Workshops I enjoy and find most helpful follow this outline:
- The poet reads their poem without explanation.
- The other poets listen, pause, and then comment on what they like and how the haiku is resonating with them. They then may ask questions for clarification.
- After the initial responses and suggestions for revision, the writer may describe the moment. Often the words the poet uses to describe the moment can help others with suggestions that support the intent.
Here is a haiku in which I had help from a sensitive friend as well as a supportive workshop group. My original was:
shades of grey
in the summer clouds
kokoro calligraphy
My friend, after listening carefully to what I was trying to express, suggested the word “swirls” for the first line—a word that captured the interwoven nature of the feelings brought out by the image I’d seen. Furthermore, she said, “shades of grey” has already been used a lot. After suggesting “calligraphy of kokoro” for the third line, she still felt it needed clarity and tweaking.
swirls of grey
in the summer cloud
calligraphy of kokoro
So, I brought the haiku to a workshop.
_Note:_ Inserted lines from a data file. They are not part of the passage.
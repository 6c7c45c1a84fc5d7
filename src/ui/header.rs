use crate::themes::ThemeProfile;
use crate::ui::scene::Scene;
use crate::ui::theme::{GLOBAL_BORDER, HEADER_SEPARATOR, HEADER_TEXT};
use ratatui::style::Style;
use ratatui::text::{Line, Span};
use ratatui::widgets::{Block, Borders, Paragraph};

pub struct Header;

impl Header {
    pub fn new() -> Self {
        Self
    }

    pub fn widget(&self, scene: Scene, profile: &ThemeProfile) -> Paragraph<'static> {
        let text_style = Style::default().fg(HEADER_TEXT);
        let separator_style = Style::default().fg(HEADER_SEPARATOR);
        let accent_style = Style::default().fg(profile.palette.accent);
        let step = match scene {
            Scene::Landing => "At the door",
            Scene::ThemeSelect => "Pick an invitation",
            Scene::InvitationForm => "RSVP",
            Scene::Success => "Sent",
        };
        let theme_name = match scene {
            Scene::ThemeSelect => "knock-rsvp",
            _ => profile.display_name,
        };
        let line = Line::from(vec![
            Span::styled("  ", text_style),
            Span::styled("✉", accent_style),
            Span::styled("  ", text_style),
            Span::styled(theme_name, text_style),
            Span::styled("  │  ", separator_style),
            Span::styled(step, text_style),
        ]);

        Paragraph::new(line).block(
            Block::default()
                .borders(Borders::TOP | Borders::BOTTOM)
                .border_style(Style::default().fg(GLOBAL_BORDER)),
        )
    }
}

impl Default for Header {
    fn default() -> Self {
        Self::new()
    }
}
After members of the group commented on this haiku (i.e. how well one could visualize the image), and I then explained what I was trying to convey, someone in the group suggested “the spirit of kokoro” for the third line. Bingo! This offer of the word “spirit” captured my thinking about the meaning of kokoro and the complex mixed thoughts and emotions I felt when I saw a summer cloud (beautiful but ominous). “Spirit” not only held my intent, but it elevated the sound of the haiku, with both first and last lines beginning with “s” and the middle line repeating it in the middle! The craft of revision in the service of art . . . the art of haiku.
swirls of grey
in the summer cloud
spirit of kokoro
As Mary Oliver says: “all voices can help . . . “
Note:
Kokoro (心) “encompasses a multifaceted concept that goes beyond a simple translation of ‘heart’ or ‘mind.’ It represents a person’s thoughts, feelings, the essence of their inner self.” (Source: Google)
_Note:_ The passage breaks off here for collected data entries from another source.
use std::time::{Duration, Instant};

use crate::config::TimingsConfig;
use crate::submission::{Dispatch, SubmissionReport, SubmissionWorkflow, SubmitError, SubmitSender};
use crate::themes::{self, ThemeId, ThemeProfile};
use crate::ui::effects::{ConfettiField, OverlayFlags, SelectionEffects};
use crate::ui::form::{FormIntent, FormReducer, RsvpChoice, RsvpForm, RsvpStatus};
use crate::ui::mvi::Reducer;
use crate::ui::scene::{Scene, SceneIntent, SceneMode, SceneReducer, SceneState};
use crate::ui::toast::{Toast, ToastIntent, ToastKind, ToastReducer, ToastState};

/// Focusable controls of the invitation form, top to bottom.
#[derive(Clone, Copy, Debug, Eq, PartialEq)]
pub enum FormField {
    Name,
    Guests,
    Option(RsvpChoice),
    Submit,
}

const FIELD_ORDER: [FormField; 6] = [
    FormField::Name,
    FormField::Guests,
    FormField::Option(RsvpChoice::Yes),
    FormField::Option(RsvpChoice::Maybe),
    FormField::Option(RsvpChoice::No),
    FormField::Submit,
];

/// Generic MVI dispatch: takes current state, runs reducer, stores result.
macro_rules! dispatch_mvi {
    ($self:expr, $field:ident, $reducer:ty, $intent:expr) => {
        $self.$field = <$reducer>::reduce(std::mem::take(&mut $self.$field), $intent);
    };
}

/// One invitation session. Owns every piece of state; the renderer only
/// reads it through the accessors below.
pub struct App {
    should_quit: bool,
    scene: SceneState,
    form: RsvpForm,
    toast: ToastState,
    effects: SelectionEffects,
    /// Particle engine, fed by `effects`.
    confetti: ConfettiField,
    submission: SubmissionWorkflow,
    timings: TimingsConfig,
    focus: FormField,
    /// Highlighted row of the theme picker.
    theme_cursor: usize,
    size: Option<(u16, u16)>,
}

impl App {
    pub fn new(scene: SceneState, timings: TimingsConfig) -> Self {
        let effects = SelectionEffects::new(timings.effects());
        let theme_cursor = scene
            .theme
            .and_then(|id| ThemeId::ALL.iter().position(|t| *t == id))
            .unwrap_or(0);
        Self {
            should_quit: false,
            scene,
            form: RsvpForm::default(),
            toast: ToastState::default(),
            effects,
            confetti: ConfettiField::default(),
            submission: SubmissionWorkflow::new(None),
            timings,
            focus: FormField::Name,
            theme_cursor,
            size: None,
        }
    }

    pub fn set_submit_sender(&mut self, sender: SubmitSender) {
        self.submission.set_sender(sender);
    }

    pub fn should_quit(&self) -> bool {
        self.should_quit
    }

    pub fn request_quit(&mut self) {
        self.should_quit = true;
    }

    // ------------------------------------------------------------------
    // Render boundary
    // ------------------------------------------------------------------

    pub fn scene(&self) -> Scene {
        self.scene.scene
    }

    pub fn scene_mode(&self) -> SceneMode {
        self.scene.mode
    }

    pub fn form(&self) -> &RsvpForm {
        &self.form
    }

    pub fn toast(&self) -> Toast {
        self.toast.toast()
    }

    pub fn overlays(&self) -> OverlayFlags {
        self.effects.overlays()
    }

    pub fn effects(&self) -> &SelectionEffects {
        &self.effects
    }

    pub fn confetti(&self) -> &ConfettiField {
        &self.confetti
    }

    pub fn in_flight(&self) -> bool {
        self.submission.in_flight()
    }

    pub fn submitted(&self) -> bool {
        self.submission.submitted()
    }

    pub fn themes(&self) -> &'static [ThemeProfile] {
        themes::catalog()
    }

    pub fn selected_theme(&self) -> Option<ThemeId> {
        self.scene.theme
    }

    pub fn theme_cursor(&self) -> usize {
        self.theme_cursor
    }

    /// Profile of the selected theme, or of the highlighted picker row.
    pub fn profile(&self) -> &'static ThemeProfile {
        let id = self
            .scene
            .theme
            .unwrap_or(ThemeId::ALL[self.theme_cursor % ThemeId::ALL.len()]);
        themes::profile(id)
    }

    pub fn focus(&self) -> FormField {
        self.focus
    }

    pub fn size(&self) -> Option<(u16, u16)> {
        self.size
    }

    // ------------------------------------------------------------------
    // Scene
    // ------------------------------------------------------------------

    /// Open the door on the landing scene.
    pub fn open_door(&mut self) {
        self.dispatch_scene(SceneIntent::Tap);
    }

    pub fn move_theme_cursor(&mut self, direction: i32) {
        let len = ThemeId::ALL.len();
        self.theme_cursor = if direction.is_negative() {
            (self.theme_cursor + len - 1) % len
        } else {
            (self.theme_cursor + 1) % len
        };
    }

    pub fn choose_theme(&mut self, id: ThemeId) {
        if let Some(idx) = ThemeId::ALL.iter().position(|t| *t == id) {
            self.theme_cursor = idx;
        }
        self.dispatch_scene(SceneIntent::ThemeChosen(id));
    }

    pub fn choose_highlighted_theme(&mut self) {
        let id = ThemeId::ALL[self.theme_cursor % ThemeId::ALL.len()];
        self.choose_theme(id);
    }

    /// Return to the theme picker, dropping the form and any attempt still on
    /// the wire. Overlays run out on their own timers.
    pub fn back(&mut self) {
        let before = self.scene.scene;
        self.dispatch_scene(SceneIntent::Back);
        if before != self.scene.scene {
            self.dispatch_form(FormIntent::Reset);
            self.submission.reset();
            self.dispatch_toast(ToastIntent::Dismiss);
            self.focus = FormField::Name;
        }
    }

    // ------------------------------------------------------------------
    // Form
    // ------------------------------------------------------------------

    pub fn set_name(&mut self, name: impl Into<String>) {
        self.dispatch_form(FormIntent::SetName(name.into()));
    }

    pub fn type_char(&mut self, ch: char) {
        self.dispatch_form(FormIntent::InsertChar(ch));
    }

    pub fn backspace(&mut self) {
        self.dispatch_form(FormIntent::Backspace);
    }

    pub fn increment_guests(&mut self) {
        self.dispatch_form(FormIntent::IncrementGuests);
    }

    pub fn decrement_guests(&mut self) {
        self.dispatch_form(FormIntent::DecrementGuests);
    }

    /// Select an RSVP card and fire its effects, even when it was already
    /// selected.
    pub fn select(&mut self, choice: RsvpChoice, now: Instant) {
        if !self.scene.is(Scene::InvitationForm) {
            return;
        }
        self.dispatch_form(FormIntent::SelectStatus(choice));
        self.focus = FormField::Option(choice);
        let profile = self.profile();
        if let Some(notice) = self
            .effects
            .on_select(choice, profile, now, &mut self.confetti)
        {
            self.show_toast(notice.message, notice.kind, notice.ttl, now);
        }
    }

    pub fn focus_next(&mut self) {
        self.focus = FIELD_ORDER[(self.focus_index() + 1) % FIELD_ORDER.len()];
    }

    pub fn focus_prev(&mut self) {
        let len = FIELD_ORDER.len();
        self.focus = FIELD_ORDER[(self.focus_index() + len - 1) % len];
    }

    /// Enter on the focused control.
    pub fn activate(&mut self, now: Instant) {
        match self.focus {
            FormField::Name => self.focus_next(),
            FormField::Guests => self.increment_guests(),
            FormField::Option(choice) => self.select(choice, now),
            FormField::Submit => self.submit(now),
        }
    }

    fn focus_index(&self) -> usize {
        FIELD_ORDER
            .iter()
            .position(|field| *field == self.focus)
            .unwrap_or(0)
    }

    // ------------------------------------------------------------------
    // Submission
    // ------------------------------------------------------------------

    pub fn submit(&mut self, now: Instant) {
        if !self.scene.is(Scene::InvitationForm) {
            return;
        }
        let theme = match self.scene.mode {
            SceneMode::Picker => self.scene.theme,
            SceneMode::Door => None,
        };
        match self.submission.submit(&self.form, theme) {
            Ok(Dispatch::Sent(_)) | Ok(Dispatch::Busy) => {}
            Err(err) => {
                let ttl = match err {
                    SubmitError::Validation(_) => self.timings.validation_toast(),
                    SubmitError::Transport(_) => self.timings.error_toast(),
                };
                tracing::info!(target: "submission", "submit rejected: {err}");
                self.show_toast(err.user_message(), ToastKind::Error, ttl, now);
            }
        }
    }

    pub fn on_submission_report(&mut self, report: SubmissionReport, now: Instant) {
        match self.submission.finish(report) {
            None => {}
            Some(Ok(())) => {
                self.dispatch_scene(SceneIntent::SubmissionSucceeded);
                if self.form.status == RsvpStatus::Yes {
                    let profile = self.profile();
                    self.effects.celebrate(profile, now, &mut self.confetti);
                }
            }
            Some(Err(err)) => {
                let ttl = self.timings.error_toast();
                self.show_toast(err.user_message(), ToastKind::Error, ttl, now);
            }
        }
    }

    // ------------------------------------------------------------------
    // Timers and terminal
    // ------------------------------------------------------------------

    pub fn on_tick(&mut self, now: Instant) {
        self.dispatch_toast(ToastIntent::Tick { now });
        self.effects.tick(now, &mut self.confetti);
        self.confetti.prune(now);
    }

    pub fn on_resize(&mut self, cols: u16, rows: u16) {
        self.size = Some((cols, rows));
    }

    /// Whether something on screen is animating and wants frequent ticks.
    pub fn is_animating(&self) -> bool {
        let overlays = self.overlays();
        overlays.celebration
            || overlays.redirect
            || self.confetti.is_active()
            || self.effects.pending_bursts() > 0
            || self.in_flight()
    }

    fn show_toast(&mut self, message: impl Into<String>, kind: ToastKind, ttl: Duration, now: Instant) {
        self.dispatch_toast(ToastIntent::Show {
            message: message.into(),
            kind,
            ttl,
            now,
        });
    }

    fn dispatch_scene(&mut self, intent: SceneIntent) {
        let before = self.scene.scene;
        dispatch_mvi!(self, scene, SceneReducer, intent);
        if before != self.scene.scene {
            tracing::info!(
                target: "scene",
                from = ?before,
                to = ?self.scene.scene,
                theme = ?self.scene.theme,
                "scene changed"
            );
        }
    }

    fn dispatch_form(&mut self, intent: FormIntent) {
        dispatch_mvi!(self, form, FormReducer, intent);
    }

    fn dispatch_toast(&mut self, intent: ToastIntent) {
        dispatch_mvi!(self, toast, ToastReducer, intent);
    }
}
Mimi Ahern’s lifelong interest in the creative process is now focused on color and emotion in haiku. Playing with watercolor ensos (and the emotions evoked by color) she creates haiga, using haiku of poets she admires (and some of her own).
Jennifer Burd
“You must be very careful not to deprive the poem of its wild origin.”
—Stanley Kunitz, The Wild Braid, p. 57
You’re going about your day and suddenly you see or hear something . . . or smell, taste, or touch . . . in a way you have never before experienced. An everyday moment comes alive for you. Maybe your heart beats faster, a flutter rises in your belly, your brain prickles . . . You feel a sense of delight and connection-making, and you can’t wait to express it. You reach for pen and paper and start putting down words, ideas, images. It’s an instance of pure creativity—the moment of original inspiration for a piece you will write.
I experienced such a moment when taking a walk in a woodland preserve near my home and happened to look up right when a piece of a bird’s nest broke off and fell gently to the snowy forest floor. It was a moment of wonder as well as enjoyment of the winter silence that framed this occurrence. It was also a moment illustrative of the Japanese aesthetic of zoka, or the dynamic energy of nature. I ended up writing the following:
winter gust
a piece of nest
falls from the branch
I brought the poem to my weekly haiku critique group, and one of my colleagues made the great suggestion to change “the” in the third line to “a,” so as to keep the nest (which was what I wanted to highlight) as the primary focus, rather than bringing the reader’s attention to a specific branch, which would compete with that focus. I adopted the revision:
winter gust
a piece of nest
falls from a branch—hedgerow: a journal of small poems #148, April 2025
Though I often try to avoid repeating articles (e.g., “a,” “the”), I thought this change was a wonderful suggestion. It not only preserved my original or “wild” moment of inspiration but brought the poem closer to it by virtue of keeping the main focus on the nest—a good example of a revision that can further bring out the observed moment.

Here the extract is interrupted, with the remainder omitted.